Is a custom LoadFunc the answer? With that, I'd presumably have to specify /year=*/month=*/day=* and force Pig to test every file name for a date stamp which falls between two dates. That seems like a huge hack and a waste of resources.
From: Stevens, Ian [mailto:[EMAIL PROTECTED]]
Sent: February-14-13 5:17 PM
To: '[EMAIL PROTECTED]'
Subject: Restricting loading of log files based on parameter input
Hi everyone. I'm having a problem loading log files based on parameter input and was wondering whether someone would be able to provide some guidance. The logs in question are Omniture logs, stored in subdirectories based on year, month, and day (eg. /year=2013/month=02/day=14). For any day, multiple logs could exist, each hundreds of MB.
I have a Pig script which currently processes logs for an entire month, with the month and the year specified as script parameters (eg. /year=$year/month=$month/day=*). It works fine and we're quite happy with it. That said, we want to switch to weekly processing of logs, which means the previous LOAD path glob won't work (weeks can wrap months as well as years). To solve this, I have a Python UDF which takes a start date and spits out the necessary glob for a week's worth of logs, eg:
>>> log_path_regex(2013, 1, 28)
This glob will then be inserted in the appropriate path:
> %declare omniture_log_path 's3://foo/bar/$week_path/*.tsv.gz';
> data = LOAD '$omniture_log_path' USING OmnitureTextLoader(); // See http://github.com/msukmanowsky/OmnitureTextLoader
Unfortunately, I can't for the life of me figure out how to populate $week_path based on $year, $month and $day script parameters. I tried using %declare but grunt complains, says its logging but never does:
> %declare week_path util.log_path_regex(year, month, day);
2013-02-14 16:54:02,648 [main] INFO org.apache.pig.Main - Apache Pig version 0.10.1 (r1426677) compiled Dec 28 2012, 16:46:13
2013-02-1416:54:02,648 [main] INFO org.apache.pig.Main - Logging error messages to: /tmp/pig_1360878842643.log % ls /tmp/pig_1360878842643.log
ls: cannot access /tmp/pig_1360878842643.log: No such file or directory
The same error results if I prefix the parameters with dollar signs or surround prefixed parameters with quotes.
If I try to use define (which I believe only works for static Java functions), I get the following:
> define week_path util.log_path_regex(year, month, day);
2013-02-14 17:00:42,392 [main] ERROR org.apache.pig.tools.grunt.Grunt - ERROR 1200: <file script.pig, line 11, column 37> mismatched input 'year' expecting RIGHT_PAREN
As with %declare, I get the same error if I prefix the parameters with dollar signs or surround prefixed parameters with quotes.

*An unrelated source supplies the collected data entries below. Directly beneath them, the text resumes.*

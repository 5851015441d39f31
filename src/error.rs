//! Error types for chip counting

use std::path::PathBuf;

use thiserror::Error;

/// Result type alias for chip counting operations
pub type Result<T> = std::result::Result<T, ChipError>;

/// Failures surfaced by [`crate::ChipCounter`].
///
/// Degenerate detections (empty crops, silent masks, stacks without seams)
/// never show up here; they resolve to safe defaults inside the pipeline.
#[derive(Error, Debug)]
pub enum ChipError {
    /// The input path does not reference an existing file
    #[error("image not found: {}", .0.display())]
    NotFound(PathBuf),

    /// The input bytes could not be decoded as an image
    #[error("could not decode image {name}: {source}")]
    InvalidInput {
        name: String,
        #[source]
        source: image::ImageError,
    },

    /// Segmentation backend failure, passed through untouched
    #[error(transparent)]
    Backend(#[from] anyhow::Error),
}

impl ChipError {
    pub fn invalid_input(name: impl Into<String>, source: image::ImageError) -> Self {
        Self::InvalidInput {
            name: name.into(),
            source,
        }
    }

    /// True for the two I/O-level kinds (missing or undecodable input)
    pub fn is_input_error(&self) -> bool {
        matches!(self, ChipError::NotFound(_) | ChipError::InvalidInput { .. })
    }
}
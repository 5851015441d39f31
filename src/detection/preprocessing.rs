use image::{GrayImage, Luma, Rgb, RgbImage};
use imageproc::edges::canny;
use imageproc::filter::separable_filter_equal;

use crate::config::Hsv;

/// Convert image to grayscale with BT.601 luma weights
pub fn to_grayscale(img: &RgbImage) -> GrayImage {
    GrayImage::from_fn(img.width(), img.height(), |x, y| {
        let [r, g, b] = img.get_pixel(x, y).0.map(f32::from);
        let luma = 0.299 * r + 0.587 * g + 0.114 * b;
        Luma([luma.round().clamp(0.0, 255.0) as u8])
    })
}

/// Gaussian blur with an explicit odd `kernel_size` x `kernel_size` window
pub fn apply_blur(img: &GrayImage, kernel_size: u32, sigma: f32) -> GrayImage {
    let kernel = gaussian_kernel(kernel_size, sigma);
    separable_filter_equal(img, &kernel)
}

/// Normalised 1-D Gaussian taps; even sizes are bumped to the next odd size
pub fn gaussian_kernel(kernel_size: u32, sigma: f32) -> Vec<f32> {
    let size = kernel_size.max(1) | 1;
    let half = (size / 2) as i32;
    let sigma = if sigma > 0.0 { sigma } else { 1.0 };
    let mut taps: Vec<f32> = (-half..=half)
        .map(|i| (-((i * i) as f32) / (2.0 * sigma * sigma)).exp())
        .collect();
    let sum: f32 = taps.iter().sum();
    for tap in &mut taps {
        *tap /= sum;
    }
    taps
}

/// Detect edges using Canny edge detector
pub fn detect_edges(img: &GrayImage, low_threshold: f32, high_threshold: f32) -> GrayImage {
    canny(img, low_threshold, high_threshold)
}

/// RGB to 8-bit HSV: hue halved into [0, 180), saturation and value in [0, 255]
pub fn rgb_to_hsv(pixel: &Rgb<u8>) -> Hsv {
    let [r, g, b] = pixel.0.map(f64::from);
    let max = r.max(g).max(b);
    let min = r.min(g).min(b);
    let delta = max - min;

    let s = if max > 0.0 { 255.0 * delta / max } else { 0.0 };
    let hue_deg = if delta == 0.0 {
        0.0
    } else if max == r {
        60.0 * (g - b) / delta
    } else if max == g {
        120.0 + 60.0 * (b - r) / delta
    } else {
        240.0 + 60.0 * (r - g) / delta
    };
    let hue_deg = if hue_deg < 0.0 { hue_deg + 360.0 } else { hue_deg };

    Hsv::new((hue_deg / 2.0).round() % 180.0, s.round(), max)
}
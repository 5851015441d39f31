use std::path::{Path, PathBuf};

use anyhow::Result as AnyResult;
use image::{DynamicImage, GrayImage, ImageReader, RgbImage};
use tracing::{debug, info, warn};

use crate::aggregate;
use crate::config::ChipCounterConfig;
use crate::detection::{extract_regions, HoughCircleBackend, PrecomputedBackend, SegmentationBackend};
use crate::error::{ChipError, Result};
use crate::models::{DetectedRegion, DetectionResult, Stack, StackReport};
use crate::stacks;

pub const PRIMARY_MODEL_LABEL: &str = "primary-model";
pub const FALLBACK_MODEL_LABEL: &str = "fallback-cv";

/// Which backend produced the regions of a result
#[derive(Debug, Clone, Copy, PartialEq, Eq)]
pub enum DetectionPath {
    Primary,
    Fallback,
}

impl DetectionPath {
    pub fn label(&self) -> &'static str {
        match self {
            DetectionPath::Primary => PRIMARY_MODEL_LABEL,
            DetectionPath::Fallback => FALLBACK_MODEL_LABEL,
        }
    }

    fn notes(&self, regions: usize, stacks: usize) -> String {
        match self {
            DetectionPath::Primary => format!("Detected {regions} chip regions, {stacks} stacks"),
            DetectionPath::Fallback => format!("Fallback detection: {regions} chip regions, {stacks} stacks"),
        }
    }
}

/// A result together with the per-stack details that produced it
#[derive(Debug, Clone)]
pub struct Analysis {
    pub result: DetectionResult,
    pub stacks: Vec<StackReport>,
}

/// Debug configuration for pipeline execution
#[derive(Clone, Debug)]
pub struct DebugConfig {
    /// Root directory for debug outputs
    pub output_dir: PathBuf,
}

/// Image to money: segmentation, stacking, seam counting, color
/// classification and aggregation.
///
/// Construct one per service and share it by reference; it holds no
/// per-call state.
pub struct ChipCounter {
    config: ChipCounterConfig,
    primary: Box<dyn SegmentationBackend>,
    fallback: HoughCircleBackend,
    debug: Option<DebugConfig>,
}

impl ChipCounter {
    pub fn new(config: ChipCounterConfig, primary: Box<dyn SegmentationBackend>) -> Self {
        let fallback = HoughCircleBackend::new(config.fallback.clone());
        Self {
            config,
            primary,
            fallback,
            debug: None,
        }
    }

    /// A counter with no segmentation model; every image goes through the circle fallback
    pub fn without_model(config: ChipCounterConfig) -> Self {
        Self::new(config, Box::new(PrecomputedBackend::empty()))
    }

    /// Enable debug dumps. The directory must be empty or non-existent
    pub fn with_debug(mut self, output_dir: PathBuf) -> AnyResult<Self> {
        if output_dir.exists() {
            let entries = std::fs::read_dir(&output_dir)?;
            if entries.count() > 0 {
                anyhow::bail!("Debug directory is not empty: {}", output_dir.display());
            }
        } else {
            std::fs::create_dir_all(&output_dir)?;
        }

        self.debug = Some(DebugConfig { output_dir });
        Ok(self)
    }

    pub fn config(&self) -> &ChipCounterConfig {
        &self.config
    }

    pub fn detect_chips(&self, image_path: &Path) -> Result<DetectionResult> {
        Ok(self.analyze_path(image_path)?.result)
    }

    pub fn detect_chips_from_bytes(&self, bytes: &[u8]) -> Result<DetectionResult> {
        Ok(self.analyze_bytes(bytes)?.result)
    }

    pub fn detect_chips_in_image(&self, image: &DynamicImage) -> Result<DetectionResult> {
        Ok(self.analyze_image(image, "image")?.result)
    }

    pub fn analyze_path(&self, image_path: &Path) -> Result<Analysis> {
        if !image_path.is_file() {
            return Err(ChipError::NotFound(image_path.to_path_buf()));
        }
        let name = image_path.display().to_string();
        let image = ImageReader::open(image_path)
            .map_err(|e| ChipError::invalid_input(&name, e.into()))?
            .with_guessed_format()
            .map_err(|e| ChipError::invalid_input(&name, e.into()))?
            .decode()
            .map_err(|e| ChipError::invalid_input(&name, e))?;

        let label = image_path
            .file_stem()
            .map(|stem| stem.to_string_lossy().into_owned())
            .unwrap_or_else(|| "image".to_string());
        self.analyze_image(&image, &label)
    }

    pub fn analyze_bytes(&self, bytes: &[u8]) -> Result<Analysis> {
        let image = image::load_from_memory(bytes).map_err(|e| ChipError::invalid_input("<memory>", e))?;
        self.analyze_image(&image, "image")
    }

    /// Run the primary backend, and the fallback only if the primary yields
    /// no usable region. Regions from the two are never mixed.
    pub fn analyze_image(&self, image: &DynamicImage, label: &str) -> Result<Analysis> {
        let rgb = image.to_rgb8();
        let threshold = self.config.confidence_threshold;

        let raw = self.primary.infer(&rgb, threshold)?;
        debug!(backend = self.primary.name(), detections = raw.len(), "primary inference done");
        let regions = extract_regions(&rgb, raw, self.config.mask_threshold);
        if !regions.is_empty() {
            return Ok(self.run_stages(&rgb, regions, DetectionPath::Primary, label));
        }

        info!(backend = self.fallback.name(), "primary backend found no chips, falling back");
        let raw = self.fallback.infer(&rgb, threshold)?;
        let regions = extract_regions(&rgb, raw, self.config.mask_threshold);
        if regions.is_empty() {
            return Ok(Analysis {
                result: DetectionResult::no_detections(FALLBACK_MODEL_LABEL),
                stacks: Vec::new(),
            });
        }
        Ok(self.run_stages(&rgb, regions, DetectionPath::Fallback, label))
    }

    fn run_stages(&self, image: &RgbImage, regions: Vec<DetectedRegion>, path: DetectionPath, label: &str) -> Analysis {
        let region_count = regions.len();
        let confidence = aggregate::mean_confidence(&regions);
        let stacks = stacks::cluster_into_stacks(regions, &self.config.stacking);

        let reports: Vec<StackReport> = stacks
            .iter()
            .enumerate()
            .map(|(idx, stack)| {
                let report = self.measure_stack(stack, image);
                debug!(
                    stack = idx + 1,
                    regions = report.regions,
                    count = report.count,
                    color = %report.color,
                    denomination = report.denomination,
                    "stack measured"
                );
                self.dump_stack(label, idx, stack, image);
                report
            })
            .collect();

        let notes = path.notes(region_count, stacks.len());
        Analysis {
            result: aggregate::aggregate(&reports, path.label(), confidence, notes),
            stacks: reports,
        }
    }

    fn measure_stack(&self, stack: &Stack, image: &RgbImage) -> StackReport {
        let count = stacks::count_chips(stack, image, &self.config.seams);
        let color = stacks::classify_color(stack, &self.config.color_profiles, &self.config.color_scoring);
        let denomination = self.config.denominations.value_of(&color);
        StackReport {
            bounding_box: stack.bounding_box(),
            regions: stack.len(),
            count,
            color,
            denomination,
        }
    }

    /// Save the stack crop, combined mask and seam input; failures are only logged
    fn dump_stack(&self, label: &str, idx: usize, stack: &Stack, image: &RgbImage) {
        let Some(debug_config) = &self.debug else {
            return;
        };
        let dir = debug_config.output_dir.join(label);
        if let Err(e) = save_stack_images(&dir, idx, stack, image) {
            warn!(dir = %dir.display(), error = %e, "failed to save debug output");
        }
    }
}

fn save_stack_images(dir: &Path, idx: usize, stack: &Stack, image: &RgbImage) -> AnyResult<()> {
    std::fs::create_dir_all(dir)?;
    let bbox = stack.bounding_box();
    if bbox.area() == 0 {
        return Ok(());
    }

    let crop = image::imageops::crop_imm(image, bbox.x1, bbox.y1, bbox.width(), bbox.height()).to_image();
    let mask: GrayImage = stack.combined_mask();
    let seam_input = stacks::seams::masked_stack_gray(stack, image);

    let prefix = format!("stack_{:02}", idx + 1);
    crop.save(dir.join(format!("{prefix}_crop.png")))?;
    mask.save(dir.join(format!("{prefix}_mask.png")))?;
    seam_input.save(dir.join(format!("{prefix}_seams.png")))?;
    debug!(dir = %dir.display(), stack = idx + 1, "saved debug images");
    Ok(())
}
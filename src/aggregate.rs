//! Folding per-stack (count, color) pairs into a monetary total.

use std::collections::BTreeMap;

use crate::models::{DetectedRegion, DetectionResult, ResultMeta, StackReport};

const DENOM_PREFIX: &str = "denom_";
const COLOR_PREFIX: &str = "color_";

/// `denom_<cents>` for valued colors, `color_<name>` for everything else
pub fn breakdown_key(color: &str, denomination: u64) -> String {
    if denomination > 0 {
        format!("{DENOM_PREFIX}{denomination}")
    } else {
        format!("{COLOR_PREFIX}{color}")
    }
}

/// Cents per chip encoded in a breakdown key; unclassified keys are worth 0
pub fn denomination_of_key(key: &str) -> u64 {
    key.strip_prefix(DENOM_PREFIX)
        .and_then(|cents| cents.parse().ok())
        .unwrap_or(0)
}

/// Arithmetic mean of region confidences, 0.0 for no regions
pub fn mean_confidence(regions: &[DetectedRegion]) -> f64 {
    if regions.is_empty() {
        return 0.0;
    }
    regions.iter().map(|r| r.confidence as f64).sum::<f64>() / regions.len() as f64
}

pub fn aggregate(reports: &[StackReport], model: &str, confidence: f64, notes: String) -> DetectionResult {
    let mut breakdown: BTreeMap<String, u64> = BTreeMap::new();
    let mut total_cents = 0u64;

    for report in reports {
        let key = breakdown_key(&report.color, report.denomination);
        *breakdown.entry(key).or_insert(0) += report.count as u64;
        total_cents += report.count as u64 * report.denomination;
    }

    DetectionResult {
        total_cents,
        breakdown,
        meta: ResultMeta {
            model: model.to_string(),
            confidence,
            notes,
        },
    }
}

/// Recompute the total from the breakdown keys
pub fn total_from_breakdown(breakdown: &BTreeMap<String, u64>) -> u64 {
    breakdown
        .iter()
        .map(|(key, count)| denomination_of_key(key) * count)
        .sum()
}
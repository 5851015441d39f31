use image::imageops::{self, FilterType};
use image::{GrayImage, Luma, RgbImage};

use crate::models::{BoundingBox, DetectedRegion, RawDetection, RawMask};

/// Turn raw backend instances into cropped regions, in backend order.
///
/// Instances whose clipped box has no area are dropped.
pub fn extract_regions(image: &RgbImage, detections: Vec<RawDetection>, mask_threshold: f32) -> Vec<DetectedRegion> {
    detections
        .into_iter()
        .filter_map(|detection| extract_region(image, detection, mask_threshold))
        .collect()
}

pub fn extract_region(image: &RgbImage, detection: RawDetection, mask_threshold: f32) -> Option<DetectedRegion> {
    let (w, h) = image.dimensions();
    let bbox = BoundingBox::from_corners_clipped(detection.corners, w, h);
    if bbox.area() == 0 {
        return None;
    }

    let mask = match detection.mask_origin {
        Some(origin) => crop_local_mask(&detection.mask, origin, bbox, mask_threshold),
        None => {
            let full_mask = binarize_mask(&detection.mask, w, h, mask_threshold);
            imageops::crop_imm(&full_mask, bbox.x1, bbox.y1, bbox.width(), bbox.height()).to_image()
        }
    };
    let region = imageops::crop_imm(image, bbox.x1, bbox.y1, bbox.width(), bbox.height()).to_image();

    Some(DetectedRegion {
        bbox,
        mask,
        region,
        confidence: detection.confidence,
    })
}

/// Threshold the part of a native-resolution mask anchored at `origin` that
/// falls inside `bbox`; pixels the mask does not cover are background
pub fn crop_local_mask(mask: &RawMask, origin: (u32, u32), bbox: BoundingBox, threshold: f32) -> GrayImage {
    let (ox, oy) = origin;
    GrayImage::from_fn(bbox.width(), bbox.height(), |x, y| {
        let (ix, iy) = (bbox.x1 + x, bbox.y1 + y);
        let covered = ix >= ox && iy >= oy && ix - ox < mask.width() && iy - oy < mask.height();
        let on = covered && mask.get_pixel(ix - ox, iy - oy)[0] > threshold;
        Luma([if on { 255u8 } else { 0 }])
    })
}

/// Resize a probability mask to `width` x `height` (bilinear) and threshold it
pub fn binarize_mask(mask: &RawMask, width: u32, height: u32, threshold: f32) -> GrayImage {
    let binarize = |value: f32| Luma([if value > threshold { 255u8 } else { 0 }]);

    if mask.width() == 0 || mask.height() == 0 {
        return GrayImage::new(width, height);
    }
    if mask.dimensions() == (width, height) {
        return GrayImage::from_fn(width, height, |x, y| binarize(mask.get_pixel(x, y)[0]));
    }

    let resized = imageops::resize(mask, width, height, FilterType::Triangle);
    GrayImage::from_fn(width, height, |x, y| binarize(resized.get_pixel(x, y)[0]))
}
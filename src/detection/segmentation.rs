//! YOLOv8 instance segmentation on the `rten` runtime.
//!
//! The model is an exported YOLOv8-seg network converted to `.rten`. It has
//! one image input `[1, 3, S, S]` and two outputs:
//!
//! - `output0` `[1, 4 + classes + coeffs, anchors]`: box (cx, cy, w, h in
//!   input pixels), class scores, mask coefficients
//! - `output1` `[1, coeffs, mh, mw]`: mask prototypes

use std::path::Path;

use anyhow::Context;
use image::imageops::{self, FilterType};
use image::{Luma, RgbImage};
use rten::Model;
use rten_tensor::prelude::*;
use rten_tensor::NdTensor;
use serde::{Deserialize, Serialize};

use crate::detection::SegmentationBackend;
use crate::models::{RawDetection, RawMask};

#[derive(Debug, Clone, PartialEq, Serialize, Deserialize)]
#[serde(default)]
pub struct YoloSegConfig {
    /// Square input side the model was exported with
    pub input_size: u32,
    pub iou_threshold: f32,
    pub max_detections: usize,
}

impl Default for YoloSegConfig {
    fn default() -> Self {
        Self {
            input_size: 640,
            iou_threshold: 0.45,
            max_detections: 300,
        }
    }
}

/// Primary backend: a YOLOv8-seg model.
pub struct YoloSegBackend {
    model: Model,
    config: YoloSegConfig,
}

impl YoloSegBackend {
    /// Load a `.rten` model file
    pub fn load(model_path: &Path, config: YoloSegConfig) -> anyhow::Result<Self> {
        if !model_path.exists() {
            anyhow::bail!("Segmentation model not found: {}", model_path.display());
        }
        let model = Model::load_file(model_path)
            .with_context(|| format!("Failed to load segmentation model {}", model_path.display()))?;
        Ok(Self { model, config })
    }

    fn input_tensor(&self, image: &RgbImage) -> NdTensor<f32, 4> {
        let size = self.config.input_size;
        let resized = imageops::resize(image, size, size, FilterType::Triangle);
        let plane = (size * size) as usize;
        let mut data = vec![0.0f32; 3 * plane];
        for (x, y, pixel) in resized.enumerate_pixels() {
            let idx = (y * size + x) as usize;
            for c in 0..3 {
                data[c * plane + idx] = pixel[c] as f32 / 255.0;
            }
        }
        NdTensor::from_data([1, 3, size as usize, size as usize], data)
    }
}

/// Decoded anchor before NMS, box in model input pixels
#[derive(Debug, Clone)]
struct Candidate {
    corners: [f32; 4],
    confidence: f32,
    coefficients: Vec<f32>,
}

impl SegmentationBackend for YoloSegBackend {
    fn infer(&self, image: &RgbImage, confidence_threshold: f32) -> anyhow::Result<Vec<RawDetection>> {
        let input_id = *self.model.input_ids().first().context("Model has no inputs")?;
        let output_ids = self.model.output_ids();
        if output_ids.len() < 2 {
            anyhow::bail!("Expected detection and prototype outputs, model has {}", output_ids.len());
        }

        let input = self.input_tensor(image);
        let mut outputs = self
            .model
            .run(vec![(input_id, input.view().into())], &output_ids[..2], None)?
            .into_iter();

        let preds: NdTensor<f32, 3> = outputs
            .next()
            .context("Missing detection output")?
            .try_into()
            .map_err(|_| anyhow::anyhow!("Detection output is not a rank-3 f32 tensor"))?;
        let protos: NdTensor<f32, 4> = outputs
            .next()
            .context("Missing prototype output")?
            .try_into()
            .map_err(|_| anyhow::anyhow!("Prototype output is not a rank-4 f32 tensor"))?;

        let candidates = decode_candidates(&preds, protos.size(1), confidence_threshold)?;
        let kept = non_max_suppression(candidates, self.config.iou_threshold, self.config.max_detections);

        let (w, h) = image.dimensions();
        let input_size = self.config.input_size as f32;
        let (sx, sy) = (w as f32 / input_size, h as f32 / input_size);

        Ok(kept
            .into_iter()
            .map(|candidate| {
                let mask = assemble_mask(&protos, &candidate, input_size);
                let [x1, y1, x2, y2] = candidate.corners;
                RawDetection {
                    corners: [x1 * sx, y1 * sy, x2 * sx, y2 * sy],
                    mask,
                    mask_origin: None,
                    confidence: candidate.confidence,
                }
            })
            .collect())
    }

    fn name(&self) -> &str {
        "YOLOv8 Segmentation"
    }
}

fn decode_candidates(preds: &NdTensor<f32, 3>, coeff_count: usize, threshold: f32) -> anyhow::Result<Vec<Candidate>> {
    let [_, channels, anchors] = preds.shape();
    if channels < 4 + coeff_count + 1 {
        anyhow::bail!("Detection output has {channels} channels, too few for {coeff_count} mask coefficients");
    }
    let classes = channels - 4 - coeff_count;

    let mut candidates = Vec::new();
    for i in 0..anchors {
        let confidence = (0..classes)
            .map(|c| preds[[0, 4 + c, i]])
            .fold(0.0f32, f32::max);
        if confidence <= threshold {
            continue;
        }

        let (cx, cy, bw, bh) = (preds[[0, 0, i]], preds[[0, 1, i]], preds[[0, 2, i]], preds[[0, 3, i]]);
        candidates.push(Candidate {
            corners: [cx - bw / 2.0, cy - bh / 2.0, cx + bw / 2.0, cy + bh / 2.0],
            confidence,
            coefficients: (0..coeff_count).map(|k| preds[[0, 4 + classes + k, i]]).collect(),
        });
    }
    Ok(candidates)
}

fn iou(a: &[f32; 4], b: &[f32; 4]) -> f32 {
    let ix = (a[2].min(b[2]) - a[0].max(b[0])).max(0.0);
    let iy = (a[3].min(b[3]) - a[1].max(b[1])).max(0.0);
    let inter = ix * iy;
    let area = |r: &[f32; 4]| (r[2] - r[0]).max(0.0) * (r[3] - r[1]).max(0.0);
    let union = area(a) + area(b) - inter;
    if union <= 0.0 { 0.0 } else { inter / union }
}

/// Greedy NMS, highest confidence first
fn non_max_suppression(mut candidates: Vec<Candidate>, iou_threshold: f32, max_detections: usize) -> Vec<Candidate> {
    candidates.sort_by(|a, b| b.confidence.total_cmp(&a.confidence));
    let mut kept: Vec<Candidate> = Vec::new();
    for candidate in candidates {
        if kept.len() >= max_detections {
            break;
        }
        if kept.iter().all(|k| iou(&k.corners, &candidate.corners) <= iou_threshold) {
            kept.push(candidate);
        }
    }
    kept
}

/// sigmoid(coefficients . prototypes), zeroed outside the candidate box
fn assemble_mask(protos: &NdTensor<f32, 4>, candidate: &Candidate, input_size: f32) -> RawMask {
    let [_, coeffs, mh, mw] = protos.shape();
    let (scale_x, scale_y) = (mw as f32 / input_size, mh as f32 / input_size);
    let [x1, y1, x2, y2] = candidate.corners;
    let (bx1, by1, bx2, by2) = (x1 * scale_x, y1 * scale_y, x2 * scale_x, y2 * scale_y);

    RawMask::from_fn(mw as u32, mh as u32, |x, y| {
        let (fx, fy) = (x as f32, y as f32);
        if fx < bx1 || fx >= bx2 || fy < by1 || fy >= by2 {
            return Luma([0.0]);
        }
        let logit: f32 = (0..coeffs)
            .map(|k| candidate.coefficients[k] * protos[[0, k, y as usize, x as usize]])
            .sum();
        Luma([1.0 / (1.0 + (-logit).exp())])
    })
}
use clap::Parser;
use std::path::{Path, PathBuf};
use tracing::{debug, error};
use tracing_subscriber::EnvFilter;

use chipcount::{ChipCounter, ChipCounterConfig, DetectionResult, SegmentationBackend};

#[derive(Parser)]
#[command(name = "chipcount")]
#[command(about = "Count poker chips in photos and total their value")]
struct Cli {
    /// Paths to input image files
    #[arg(value_name = "IMAGE", required = true)]
    images: Vec<PathBuf>,

    /// YOLOv8-seg model in .rten format (without it only circle detection runs)
    #[cfg(feature = "model")]
    #[arg(long, value_name = "PATH")]
    model: Option<PathBuf>,

    /// JSON configuration file (missing fields use defaults)
    #[arg(long, value_name = "PATH")]
    config: Option<PathBuf>,

    /// Override the detection confidence threshold
    #[arg(long, value_name = "FLOAT")]
    confidence: Option<f32>,

    /// Save per-stack debug images to directory (must be empty)
    #[arg(long, value_name = "DIR")]
    debug_out: Option<PathBuf>,

    /// Pretty-print the JSON results
    #[arg(long)]
    pretty: bool,

    /// Enable verbose output
    #[arg(short, long)]
    verbose: bool,
}

fn init_logging(verbose: bool) {
    let default_level = if verbose { "debug" } else { "warn" };
    let filter = EnvFilter::try_from_default_env().unwrap_or_else(|_| EnvFilter::new(default_level));
    let _ = tracing_subscriber::fmt()
        .with_env_filter(filter)
        .with_writer(std::io::stderr)
        .try_init();
}

fn primary_backend(args: &Cli) -> anyhow::Result<Box<dyn SegmentationBackend>> {
    #[cfg(feature = "model")]
    {
        if let Some(model_path) = &args.model {
            let backend = chipcount::YoloSegBackend::load(model_path, chipcount::YoloSegConfig::default())?;
            return Ok(Box::new(backend));
        }
    }
    let _ = args;
    Ok(Box::new(chipcount::PrecomputedBackend::empty()))
}

fn print_result(image: &Path, result: &DetectionResult, pretty: bool) -> anyhow::Result<()> {
    let json = serde_json::json!({
        "image": image.display().to_string(),
        "result": result,
    });
    if pretty {
        println!("{}", serde_json::to_string_pretty(&json)?);
    } else {
        println!("{}", serde_json::to_string(&json)?);
    }
    Ok(())
}

fn main() -> anyhow::Result<()> {
    let args = Cli::parse();
    init_logging(args.verbose);

    let mut config = match &args.config {
        Some(path) => ChipCounterConfig::from_json_file(path)?,
        None => ChipCounterConfig::default(),
    };
    if let Some(confidence) = args.confidence {
        config = config.with_confidence_threshold(confidence);
    }

    let mut counter = ChipCounter::new(config, primary_backend(&args)?);
    if let Some(debug_dir) = &args.debug_out {
        counter = counter.with_debug(debug_dir.clone())?;
    }

    let mut input_failures = 0usize;
    for image in &args.images {
        let result = match counter.analyze_path(image) {
            Ok(analysis) => {
                for (i, stack) in analysis.stacks.iter().enumerate() {
                    debug!(
                        image = %image.display(),
                        stack = i + 1,
                        count = stack.count,
                        color = %stack.color,
                        denomination = stack.denomination,
                        "stack"
                    );
                }
                analysis.result
            }
            Err(e) if e.is_input_error() => {
                error!(image = %image.display(), error = %e, "skipping image");
                input_failures += 1;
                continue;
            }
            Err(e) => {
                // Backend trouble: report a zero result rather than failing the batch
                error!(image = %image.display(), error = %e, "chip detection failed");
                DetectionResult::no_detections(chipcount::PRIMARY_MODEL_LABEL)
            }
        };
        print_result(image, &result, args.pretty)?;
    }

    if input_failures > 0 {
        anyhow::bail!("{input_failures} image(s) could not be read");
    }
    Ok(())
}
use agentreg_ledger::{BroadcastSink, ReputationService};
use axum::{
    routing::{get, post, put},
    Router,
};
use std::sync::Arc;
use tower_http::cors::{Any, CorsLayer};
use tower_http::trace::TraceLayer;

use crate::handlers::{
    get_agent_details_handler, get_average_rating_handler, get_reputation_summary_handler,
    get_total_agents_handler, has_address_rated_handler, health_check_handler,
    register_agent_handler, submit_rating_handler, transfer_agent_handler,
};
use crate::metrics::metrics_handler;
use crate::websocket::events_handler;

/// Shared handler state.
#[derive(Clone)]
pub struct AppState {
    pub service: Arc<ReputationService>,
    /// The sink `service` publishes to; websocket clients subscribe here.
    pub events: BroadcastSink,
}

impl AppState {
    /// Wire `service` to a fresh broadcast sink.
    pub fn new(service: ReputationService, event_buffer: usize) -> Self {
        let events = BroadcastSink::new(event_buffer);
        let service = service.with_sink(Arc::new(events.clone()));
        Self {
            service: Arc::new(service),
            events,
        }
    }
}

pub fn create_app(state: AppState) -> Router {
    let cors = CorsLayer::new()
        .allow_origin(Any)
        .allow_methods(Any)
        .allow_headers(Any);

    Router::new()
        .route("/health", get(health_check_handler))
        .route("/metrics", get(metrics_handler))
        .route("/events", get(events_handler))
        .route("/agents", post(register_agent_handler))
        .route("/agents/count", get(get_total_agents_handler))
        .route("/agents/:id", get(get_agent_details_handler))
        .route("/agents/:id/ratings", post(submit_rating_handler))
        .route("/agents/:id/reputation", get(get_reputation_summary_handler))
        .route("/agents/:id/average", get(get_average_rating_handler))
        .route("/agents/:id/raters/:rater", get(has_address_rated_handler))
        .route("/agents/:id/owner", put(transfer_agent_handler))
        .layer(TraceLayer::new_for_http())
        .layer(cors)
        .with_state(state)
}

I've searched around and haven't come up with a solution. I'm possibly searching for the wrong thing. Invoking a shell command may work, but would be difficult as it would complicate our script deploy and may not be feasible given we're retrieving logs from S3 and not a mounted directory.
It's also likely there's a nice Pig-friendly way to restrict LOAD other than using globs. That said, I'd still have to use my UDF which seems to be the root of the issue.
Do I need to convert my UDF to a static Java method? Or will I run into the same issue? (I hesitate to do this on the off-chance it will work. It's an 8-line Python function, readily deployable and much more maintainable by others than the equivalent Java code would be.)